Logistic regression variables=dv with iv1 iv2 iv3 iv1 by iv2 iv1 by iv3 iv2 by iv3 iv1 by iv2 by iv3/enter iv1 iv2 iv3/
Enter iv1 by iv2 iv1 by iv3 iv2 by iv3/enter iv1 by iv2 by iv3.

I suggest you look at the GenLin command. It sounds like you are interested in planned comparisons. GenLin will give those to you if you specify the EMMeans command. The genlin syntax is very different and, frankly, confusing until you have some experience with it. Unfortunately, no examples that you can copy are given.

Gene Maguin


-----Original Message-----
From: SPSSX(r) Discussion [mailto:[hidden email]] On Behalf Of PhD student
Sent: Thursday, December 15, 2016 8:30 AM
To: [hidden email]
Subject: Interactions binary logistic regression

I have data with both between- and within-subjects Independent Variables (IV) and a multiple binary Dependent Variable (DV).

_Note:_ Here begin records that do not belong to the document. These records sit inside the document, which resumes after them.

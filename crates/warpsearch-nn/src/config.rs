//! Search modes and series transforms.

use warpsearch_distance::{
    TimeSeries, derivative, derivative_batch, z_normalize, z_normalize_batch,
};

use crate::dataset::Dataset;
use crate::error::NnError;

/// How `fit` estimates the LOOCV accuracy of every candidate parameter.
#[derive(Debug, Clone, Copy, PartialEq, Eq, Default, serde::Serialize)]
pub enum LoocvMode {
    /// Exhaustive leave-one-out scan with exact distances.
    Naive,
    /// Leave-one-out scan pruned with lower bounds and early abandoning.
    LowerBound,
    /// One pass over all parameters sharing lazy lower bounds.
    #[default]
    FastSearch,
}

/// Transform applied to every train and query series before distances are computed.
#[derive(Debug, Clone, Copy, PartialEq, Eq, Default, serde::Serialize)]
pub enum SeriesTransform {
    /// Leave series unchanged.
    #[default]
    Identity,
    /// Keogh-Pazzani derivative (series shrink by 2 points).
    Derivative,
    /// Per-series z-normalization.
    ZNormalize,
}

impl SeriesTransform {
    /// Transform one series.
    ///
    /// # Errors
    ///
    /// Returns [`NnError::Preprocess`] if the transform is undefined for the series.
    pub fn apply_series(self, series: &TimeSeries) -> Result<TimeSeries, NnError> {
        Ok(match self {
            Self::Identity => series.clone(),
            Self::Derivative => derivative(series)?,
            Self::ZNormalize => z_normalize(series)?,
        })
    }

    /// Transform every series of a dataset, keeping labels.
    ///
    /// # Errors
    ///
    /// Returns [`NnError::Preprocess`] from a failing series, or a dataset
    /// validation error if transformed series end up shorter than 2 points.
    pub fn apply(self, dataset: &Dataset) -> Result<Dataset, NnError> {
        let series = match self {
            Self::Identity => return Ok(dataset.clone()),
            Self::Derivative => derivative_batch(dataset.all_series())?,
            Self::ZNormalize => z_normalize_batch(dataset.all_series())?,
        };
        Dataset::from_series(series, dataset.labels().to_vec())
    }
}
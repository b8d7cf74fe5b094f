use warpsearch_distance::{TimeSeriesView, Wdtw, distance_to_interval};

use super::{BoundBasis, GRID_SIZE, Measure, ParamShift, Schedule};
use crate::cache::SeriesStats;
use crate::dataset::Dataset;
use crate::error::NnError;

impl Measure for Wdtw {
    const NAME: &'static str = "WDTW";
    const SCHEDULE: Schedule = Schedule::Ascending;

    /// Steepness `p / 100` for `p` in `0..100`.
    fn grid(_train: &Dataset) -> Result<Vec<Self>, NnError> {
        (0..GRID_SIZE)
            .map(|p| Wdtw::new(p as f64 / 100.0).map_err(NnError::from))
            .collect()
    }

    /// Weights below the midpoint shrink as `g` grows, so no two settings
    /// are ordered.
    fn shift(&self, next: &Self) -> ParamShift {
        if next == self {
            ParamShift::Same
        } else {
            ParamShift::Incompatible
        }
    }

    fn exact_covers(&self, _validity: usize, next: &Self) -> bool {
        next == self
    }

    fn bound_basis(&self) -> BoundBasis {
        BoundBasis::Range
    }

    /// Both corner cells sit on the diagonal and carry the smallest weight.
    fn cheap_bound(
        &self,
        query: TimeSeriesView<'_>,
        _query_stats: &SeriesStats,
        reference: TimeSeriesView<'_>,
        _reference_stats: &SeriesStats,
    ) -> f64 {
        let w0 = self.weight(0, query.len().max(reference.len()));
        w0 * ((query.first() - reference.first()).powi(2)
            + (query.last() - reference.last()).powi(2))
    }

    fn bound_term(&self, value: f64, lower: f64, upper: f64, len: usize) -> f64 {
        self.weight(0, len) * distance_to_interval(value, lower, upper).powi(2)
    }
}
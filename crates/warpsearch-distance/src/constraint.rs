//! Warping window arithmetic shared by the banded kernels.

use std::ops::Range;

use crate::error::DistanceError;

/// Window value that leaves the cost matrix unconstrained.
pub const UNCONSTRAINED: usize = usize::MAX;

/// Columns of row `row` that lie inside a band of half-width `window`.
///
/// Returns the intersection of `[row - window, row + window]` with `[0, n_cols)`.
pub(crate) fn column_range(row: usize, window: usize, n_cols: usize) -> Range<usize> {
    let start = row.saturating_sub(window);
    let end = row.saturating_add(window).saturating_add(1).min(n_cols);
    start..end
}

/// Widen `window` so the final cell of an `n` by `m` matrix stays reachable.
pub(crate) fn effective_window(window: usize, n: usize, m: usize) -> usize {
    window.max(n.abs_diff(m))
}

/// Convert a band fraction into a window for series of length `len`, rounding up.
///
/// # Errors
///
/// Returns [`DistanceError::InvalidBandFraction`] if `fraction` is not in `[0, 1]`.
pub fn window_from_fraction(fraction: f64, len: usize) -> Result<usize, DistanceError> {
    if !(0.0..=1.0).contains(&fraction) {
        return Err(DistanceError::InvalidBandFraction { fraction });
    }
    Ok((fraction * len as f64).ceil() as usize)
}

/// Window covering `percent`% of `len`, rounded up. Exact integer arithmetic.
#[must_use]
pub fn window_from_percent(percent: usize, len: usize) -> usize {
    (percent * len).div_ceil(100)
}
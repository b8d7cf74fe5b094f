//! Validated time series types.

use std::ops::Index;

use crate::error::DistanceError;

fn validate(values: &[f64]) -> Result<(), DistanceError> {
    if values.is_empty() {
        return Err(DistanceError::EmptySeries);
    }
    match values.iter().position(|v| !v.is_finite()) {
        Some(index) => Err(DistanceError::NonFiniteValue { index }),
        None => Ok(()),
    }
}

/// Owned, validated time series. Guaranteed non-empty with all finite values.
#[derive(Debug, Clone, PartialEq)]
pub struct TimeSeries(Vec<f64>);

impl TimeSeries {
    /// Create a new time series, validating that it is non-empty and all values are finite.
    ///
    /// # Errors
    ///
    /// | Variant | Condition |
    /// |---|---|
    /// | [`DistanceError::EmptySeries`] | `values` is empty |
    /// | [`DistanceError::NonFiniteValue`] | Any value is NaN or infinite |
    pub fn new(values: Vec<f64>) -> Result<Self, DistanceError> {
        validate(&values)?;
        Ok(Self(values))
    }

    /// Wrap values produced by a finite-preserving transform of a validated series.
    pub(crate) fn from_validated(values: Vec<f64>) -> Self {
        debug_assert!(validate(&values).is_ok());
        Self(values)
    }

    /// Borrow this series as a zero-copy view.
    #[must_use]
    pub fn as_view(&self) -> TimeSeriesView<'_> {
        TimeSeriesView(&self.0)
    }

    /// Return the number of time steps.
    #[must_use]
    pub fn len(&self) -> usize {
        self.0.len()
    }

    /// Always `false` for a constructed series; present for `len_without_is_empty`.
    #[must_use]
    pub fn is_empty(&self) -> bool {
        self.0.is_empty()
    }

    /// Consume and return the inner vector.
    #[must_use]
    pub fn into_inner(self) -> Vec<f64> {
        self.0
    }
}

impl AsRef<[f64]> for TimeSeries {
    fn as_ref(&self) -> &[f64] {
        &self.0
    }
}

impl TryFrom<Vec<f64>> for TimeSeries {
    type Error = DistanceError;

    fn try_from(values: Vec<f64>) -> Result<Self, Self::Error> {
        Self::new(values)
    }
}

/// Borrowed, validated view into a time series.
#[derive(Debug, Clone, Copy)]
pub struct TimeSeriesView<'a>(&'a [f64]);

impl<'a> TimeSeriesView<'a> {
    /// Create a new view, validating that the slice is non-empty and all values are finite.
    ///
    /// # Errors
    ///
    /// | Variant | Condition |
    /// |---|---|
    /// | [`DistanceError::EmptySeries`] | `slice` is empty |
    /// | [`DistanceError::NonFiniteValue`] | Any value is NaN or infinite |
    pub fn new(slice: &'a [f64]) -> Result<Self, DistanceError> {
        validate(slice)?;
        Ok(Self(slice))
    }

    /// Return the underlying slice.
    #[must_use]
    pub fn as_slice(&self) -> &'a [f64] {
        self.0
    }

    /// Return the number of time steps.
    #[must_use]
    pub fn len(&self) -> usize {
        self.0.len()
    }

    /// Always `false` for a constructed view; present for `len_without_is_empty`.
    #[must_use]
    pub fn is_empty(&self) -> bool {
        self.0.is_empty()
    }

    /// First value of the series.
    #[must_use]
    pub fn first(&self) -> f64 {
        self.0[0]
    }

    /// Last value of the series.
    #[must_use]
    pub fn last(&self) -> f64 {
        self.0[self.0.len() - 1]
    }
}

impl Index<usize> for TimeSeriesView<'_> {
    type Output = f64;

    fn index(&self, index: usize) -> &Self::Output {
        &self.0[index]
    }
}

impl AsRef<[f64]> for TimeSeriesView<'_> {
    fn as_ref(&self) -> &[f64] {
        self.0
    }
}

#[cfg(test)]
mod tests {
    use super::*;

    #[test]
    fn rejects_empty_vec() {
        let result = TimeSeries::new(vec![]);
        assert!(matches!(result, Err(DistanceError::EmptySeries)));
    }

    #[test]
    fn rejects_nan() {
        let result = TimeSeries::new(vec![1.0, f64::NAN, 3.0]);
        assert!(matches!(result, Err(DistanceError::NonFiniteValue { index: 1 })));
    }

    #[test]
    fn rejects_neg_infinity() {
        let result = TimeSeries::new(vec![f64::NEG_INFINITY, 2.0]);
        assert!(matches!(result, Err(DistanceError::NonFiniteValue { index: 0 })));
    }

    #[test]
    fn view_rejects_infinity() {
        let data = [1.0, f64::INFINITY];
        let result = TimeSeriesView::new(&data);
        assert!(matches!(result, Err(DistanceError::NonFiniteValue { index: 1 })));
    }

    #[test]
    fn view_endpoints_and_indexing() {
        let data = [10.0, 20.0, 30.0];
        let view = TimeSeriesView::new(&data).unwrap();
        assert_eq!(view.first(), 10.0);
        assert_eq!(view.last(), 30.0);
        assert_eq!(view[1], 20.0);
    }

    #[test]
    fn try_from_vec() {
        let ts: Result<TimeSeries, _> = vec![1.0, 2.0].try_into();
        assert_eq!(ts.unwrap().as_view().as_slice(), &[1.0, 2.0]);
    }
}
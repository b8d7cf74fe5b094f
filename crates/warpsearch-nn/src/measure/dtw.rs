use warpsearch_distance::{Dtw, TimeSeriesView, distance_to_interval, window_from_percent};

use super::{BoundBasis, GRID_SIZE, Measure, ParamShift, Schedule};
use crate::cache::{EnvelopeKey, SeriesStats};
use crate::dataset::Dataset;
use crate::error::NnError;

impl Measure for Dtw {
    const NAME: &'static str = "DTW";
    const SCHEDULE: Schedule = Schedule::Descending;
    const KIM_OPS: usize = 3;

    /// Windows of 0% to 99% of the series length.
    fn grid(train: &Dataset) -> Result<Vec<Self>, NnError> {
        let len = train.series_len();
        Ok((0..GRID_SIZE)
            .map(|percent| Dtw::with_window(window_from_percent(percent, len)))
            .collect())
    }

    fn shift(&self, next: &Self) -> ParamShift {
        match next.window().cmp(&self.window()) {
            std::cmp::Ordering::Equal => ParamShift::Same,
            std::cmp::Ordering::Less => ParamShift::Tighter,
            std::cmp::Ordering::Greater => ParamShift::Incompatible,
        }
    }

    fn exact_covers(&self, validity: usize, next: &Self) -> bool {
        validity <= next.window() && next.window() <= self.window()
    }

    fn bound_basis(&self) -> BoundBasis {
        BoundBasis::Envelope(EnvelopeKey::window(self.window()))
    }

    /// LB_Kim: the first and last cells lie on every path. An extreme that
    /// sits at neither end of either series adds the larger of the min/max
    /// gaps, since its cell differs from both corner cells.
    fn cheap_bound(
        &self,
        query: TimeSeriesView<'_>,
        query_stats: &SeriesStats,
        reference: TimeSeriesView<'_>,
        reference_stats: &SeriesStats,
    ) -> f64 {
        let mut bound = (query.first() - reference.first()).powi(2)
            + (query.last() - reference.last()).powi(2);

        let mut extreme: f64 = 0.0;
        if !query_stats.min_at_endpoint() && !reference_stats.min_at_endpoint() {
            extreme = extreme.max((query_stats.min() - reference_stats.min()).powi(2));
        }
        if !query_stats.max_at_endpoint() && !reference_stats.max_at_endpoint() {
            extreme = extreme.max((query_stats.max() - reference_stats.max()).powi(2));
        }
        bound += extreme;
        bound
    }

    fn bound_term(&self, value: f64, lower: f64, upper: f64, _len: usize) -> f64 {
        distance_to_interval(value, lower, upper).powi(2)
    }
}

#[cfg(test)]
mod tests {
    use warpsearch_distance::{ElasticDistance, TimeSeries};

    use super::*;

    fn ts(values: &[f64]) -> TimeSeries {
        TimeSeries::new(values.to_vec()).unwrap()
    }

    #[test]
    fn grid_windows_descend_from_full() {
        let train = Dataset::new(vec![vec![0.0; 50], vec![1.0; 50]], vec![0, 1]).unwrap();
        let grid = Dtw::grid(&train).unwrap();
        assert_eq!(grid.len(), GRID_SIZE);
        assert_eq!(grid[0].window(), 0);
        assert_eq!(grid[1].window(), 1);
        assert_eq!(grid[99].window(), 50);
    }

    #[test]
    fn shift_and_cover() {
        let wide = Dtw::with_window(10);
        let narrow = Dtw::with_window(4);
        assert_eq!(wide.shift(&narrow), ParamShift::Tighter);
        assert_eq!(narrow.shift(&wide), ParamShift::Incompatible);
        assert_eq!(wide.shift(&wide), ParamShift::Same);
        assert!(wide.exact_covers(3, &narrow));
        assert!(!wide.exact_covers(5, &narrow));
        assert!(!narrow.exact_covers(0, &wide));
    }

    #[test]
    fn kim_never_exceeds_distance() {
        let a = ts(&[0.0, 3.0, -1.0, 2.0, 1.0]);
        let b = ts(&[1.0, -2.0, 4.0, 0.0, 0.5]);
        let sa = SeriesStats::compute(a.as_ref());
        let sb = SeriesStats::compute(b.as_ref());
        for window in 0..5 {
            let dtw = Dtw::with_window(window);
            let kim = dtw.cheap_bound(a.as_view(), &sa, b.as_view(), &sb);
            assert!(kim <= dtw.distance(a.as_view(), b.as_view()));
        }
    }

    #[test]
    fn kim_skips_extremes_at_endpoints() {
        let a = ts(&[0.0, 1.0, 2.0]);
        let b = ts(&[0.0, 5.0, 2.0]);
        let sa = SeriesStats::compute(a.as_ref());
        let sb = SeriesStats::compute(b.as_ref());
        let kim = Dtw::unconstrained().cheap_bound(a.as_view(), &sa, b.as_view(), &sb);
        assert_eq!(kim, 0.0);
    }
}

In order to determine the extent to which the IV influenced the DV, I performed a hierarchical binary logical regression with main effects as step 1, two-way interactions as step 2 and the three way interaction as step 3.

However, as my results revealed significant interactions, I want to compare specific proportions of my DV according to some IV (as planned t-test after a significant  ANOVA). I found that some authors used chi-squares to do that but I know that chi-squares are not suitable for within-subjects design.
Is there a specific analysis ? If no, is it possible to split my regression according to some IV?

Thank you in advance for your help!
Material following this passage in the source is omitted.